The problem here is that you have to write this code over and over and over again, and everytime you write this code, you have to get the details right. For example, when I was still a Java hacker, I always have put the variable declaration inside the try block, just to get the error message from the compiler that this is wrong. This is annoying - it would be nice if I didn't have to think about this. (I have actually gotten it wrong again in the first version of this posting. Go figure.)

Here is the same code in Common Lisp:

(let ((in (open filename)))
(unwind-protect
(do-something in)
(close in)))

This is not yet an improvement: The orange part of the code is still deep down in other code that just ensures that the machinery for opening and closing the file works. I still have to declare the variable first (here with a let), I still have to use the Lisp-equivalent of try-finally (here it's called unwind-protect), and I still have to ensure that the closing of the file happens as part of the clean-up step of an unwind-protect.
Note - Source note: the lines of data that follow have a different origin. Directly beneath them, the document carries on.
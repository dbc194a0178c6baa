use k8s_openapi::api::core::v1::{Service, ServicePort, ServiceSpec};
use k8s_openapi::apimachinery::pkg::apis::meta::v1::ObjectMeta;
use k8s_openapi::apimachinery::pkg::util::intstr::IntOrString;
use std::collections::BTreeMap;

/// A ClusterIP Service with the given selector and `(name, port, protocol)` ports.
/// Every port targets `port + 8000` so tests can tell target ports apart.
pub fn service(name: &str, selector: &[(&str, &str)], ports: &[(&str, i32, &str)]) -> Service {
    Service {
        metadata: ObjectMeta {
            name: Some(name.to_string()),
            labels: Some(BTreeMap::from([("app".to_string(), name.to_string())])),
            ..Default::default()
        },
        spec: Some(ServiceSpec {
            selector: Some(
                selector
                    .iter()
                    .map(|(k, v)| (k.to_string(), v.to_string()))
                    .collect(),
            ),
            ports: Some(
                ports
                    .iter()
                    .map(|(n, p, proto)| ServicePort {
                        name: Some(n.to_string()),
                        port: *p,
                        protocol: Some(proto.to_string()),
                        target_port: Some(IntOrString::Int(p + 8000)),
                        ..Default::default()
                    })
                    .collect(),
            ),
            type_: Some("ClusterIP".to_string()),
            cluster_ip: Some("10.96.0.10".to_string()),
            ..Default::default()
        }),
        ..Default::default()
    }
}

/// Service `web`: selector `{app: web}`, ports `[{http, 80, TCP}]`.
pub fn web_service() -> Service {
    service("web", &[("app", "web")], &[("http", 80, "TCP")])
}

pub fn selector_of(service: &Service) -> Option<BTreeMap<String, String>> {
    service.spec.as_ref().and_then(|s| s.selector.clone())
}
However, Lisp gives us a way to get rid of the idiomatic code. What we would actually like to write is this:


(with-input-file (in filename)
(do-something in))


This code states exactly what we want and nothing else: We want to execute some code with an open file bound to some variable, and we implicitly want to ensure that it is closed again at the end of this code fragment.

Here is a macro that defines this construct:

(defmacro with-input-file ((variable filename) &body body)
`(let ((,variable (open ,filename))
(unwind-protect
(progn ,@body)
(close ,variable))))

Here is an explanation of the code:

  • The macro is defined with defmacro and we name it like the language construct we want to build. It takes two variables: a variable name and a piece of code that will give us the filename in the resulting code. It also takes a body of code for the with-input-file construct.

  • The macro creates a piece of code that the Lisp compiler should use instead of the original code that uses the with-input-file construct: We basically define a code template in which the variable, filename and body spots are filled in with the parameters that the macro receives.

  • Some minor details: The progn groups a number of expressions into one - this is similar to grouping code in a pair of curly braces in Java. The backquote, comma and comma-at notations are there to clarify how the parameters should be inserted - that's something that you can better learn in good Lisp tutorials.


Although writing macros takes a little practice, it is very straightforward once you are used to doing this. Macros help you to avoid typing a lot of idiomatic code: whenever you notice some coding pattern, you can put it in some macro and then use it instead.

Syntactic Abstractions



Let's get a little closer to the heart of what macros actually are: They provide you with a way to define syntactic abstractions. Abstractions are used for hiding away implementation details that client code should not be interested in. For example, in classes you can define private fields and methods for internal use and define a public interface that client code has to go through to ensure that the internal details are always used properly. Likewise, with functional abstractions - closures - you can pass around a function that can refer to variables in its lexical environment without giving anyone direct access to these lexical variables.

Many implementation details can be hidden very well with such abstraction mechanisms. However, others cannot be hidden well, and this is when macros become interesting.

For example, assume that your language doesn't provide any iteration constructs but requires you to use recursion instead. You can relatively easily build your own iteration constructs - for example a while function - like this in Lisp:

(defun while-function (predicate block)
(if (not (funcall predicate)) (return))
(funcall block)
(while-function predicate block))

This function works as follows: It takes a predicate function and a block of code, also provided as a function. When calling the predicate (with funcall) returns false, the while-function returns. Otherwise, the block is executed (again with funcall) and then the while-function calls itself again.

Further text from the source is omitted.